Kinetic parameter estimation in hydrocracking using a combination of genetic algorithm and sequential quadratic programming

Hydrocracking is carried out in a multiphase trickle-bed reactor. The reactions that occur in this reactor are the cracking of high molecular weight hydrocarbons into lower molecular weight hydrocarbons followed by their hydrogenation. In a typical hydrocracker, many reactions occur simultaneously. It would be cumbersome to keep track of all of the individual reactions (literally thousands) at the molecular level. This problem is avoided by lumping the reactants together on the basis of a property like the carbon number, etc. The different lumps in the hydrocarbon mixture are characterized by the carbon number (number of carbon atoms in a molecule) or molecular weight of the components or their boiling point. A discrete lumping approach is used to model the evolution of the weight fraction distribution with time using one of these variables as the characteristic parameter.

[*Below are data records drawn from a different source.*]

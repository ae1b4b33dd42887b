//! SQLite schema for the song catalog.
//!
//! Songs and categories use integer rowids as primary keys with a unique text
//! id for lookups; memberships live in the `song_categories` junction table.

use crate::sqlite_column;
use crate::sqlite_persistence::{
    Column, ForeignKey, ForeignKeyOnChange, SqlType, Table, VersionedSchema, DEFAULT_TIMESTAMP,
};

const CATEGORIES_TABLE: Table = Table {
    name: "categories",
    columns: &[
        sqlite_column!("rowid", &SqlType::Integer, is_primary_key = true),
        sqlite_column!("id", &SqlType::Text, non_null = true),
        sqlite_column!("name", &SqlType::Text, non_null = true),
    ],
    indices: &[("idx_categories_name", "name")],
    unique_constraints: &[&["id"], &["name"]],
};

const SONGS_TABLE: Table = Table {
    name: "songs",
    columns: &[
        sqlite_column!("rowid", &SqlType::Integer, is_primary_key = true),
        sqlite_column!("id", &SqlType::Text, non_null = true),
        sqlite_column!("title", &SqlType::Text, non_null = true),
        sqlite_column!("artists", &SqlType::Text, non_null = true), // JSON array of names
        sqlite_column!("media_ref", &SqlType::Text, non_null = true),
        sqlite_column!("duration_secs", &SqlType::Integer, non_null = true),
        sqlite_column!("release_year", &SqlType::Integer, non_null = true),
        sqlite_column!("region", &SqlType::Text, non_null = true),
        sqlite_column!("difficulty", &SqlType::Integer, non_null = true), // 1..=5
        sqlite_column!(
            "created_at",
            &SqlType::Integer,
            non_null = true,
            default_value = Some(DEFAULT_TIMESTAMP)
        ),
    ],
    indices: &[
        ("idx_songs_id", "id"),
        ("idx_songs_difficulty", "difficulty"),
        ("idx_songs_release_year", "release_year"),
        ("idx_songs_region", "region"),
    ],
    unique_constraints: &[&["id"], &["media_ref"]],
};

const SONG_FK: ForeignKey = ForeignKey {
    foreign_table: "songs",
    foreign_column: "rowid",
    on_delete: ForeignKeyOnChange::Cascade,
};

const CATEGORY_FK: ForeignKey = ForeignKey {
    foreign_table: "categories",
    foreign_column: "rowid",
    on_delete: ForeignKeyOnChange::Cascade,
};

/// Song <-> Category membership
const SONG_CATEGORIES_TABLE: Table = Table {
    name: "song_categories",
    columns: &[
        sqlite_column!(
            "song_rowid",
            &SqlType::Integer,
            non_null = true,
            foreign_key = Some(&SONG_FK)
        ),
        sqlite_column!(
            "category_rowid",
            &SqlType::Integer,
            non_null = true,
            foreign_key = Some(&CATEGORY_FK)
        ),
    ],
    indices: &[
        ("idx_song_categories_song", "song_rowid"),
        ("idx_song_categories_category", "category_rowid"),
    ],
    unique_constraints: &[&["song_rowid", "category_rowid"]],
};

/// Player reports about broken or mislabeled songs
const SONG_REPORTS_TABLE: Table = Table {
    name: "song_reports",
    columns: &[
        sqlite_column!("rowid", &SqlType::Integer, is_primary_key = true),
        sqlite_column!("id", &SqlType::Text, non_null = true),
        sqlite_column!(
            "song_rowid",
            &SqlType::Integer,
            non_null = true,
            foreign_key = Some(&SONG_FK)
        ),
        sqlite_column!("category", &SqlType::Text, non_null = true), // WRONG_SONG_DATA, SONG_ISSUE, OTHER
        sqlite_column!("message", &SqlType::Text, non_null = true),
        sqlite_column!(
            "created_at",
            &SqlType::Integer,
            non_null = true,
            default_value = Some(DEFAULT_TIMESTAMP)
        ),
    ],
    indices: &[("idx_song_reports_song", "song_rowid")],
    unique_constraints: &[&["id"]],
};

pub const CATALOG_VERSIONED_SCHEMAS: &[VersionedSchema] = &[VersionedSchema {
    version: 0,
    tables: &[
        CATEGORIES_TABLE,
        SONGS_TABLE,
        SONG_CATEGORIES_TABLE,
        SONG_REPORTS_TABLE,
    ],
    migration: None,
}];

A complete description of the behavior of the lumps would necessitate consideration of all possible reactions the lumps undergo. This can be a large number. However, in a realistic situation only some of these reactions will be dominant or significant. The rate constants of these fast reactions are significantly higher than those of the slow reactions, which can be approximated to be zero. We discuss a technique based on genetic algorithm and sequential quadratic programming to determine the significant reactions and their corresponding rate constants. We consider two choices of characteristic variables (i) carbon number (or molecular weight) and (ii) true boiling point. It is shown that for the latter choice multiple solutions exist for the choice of the important reactions and their rate constants. These solutions identically satisfy the evolution of the weight fraction distribution equation. When considering the carbon number as the characteristic variable, the important reactions and their rate constants are identified uniquely. The method proposed is verified using simulated as well as experimental data.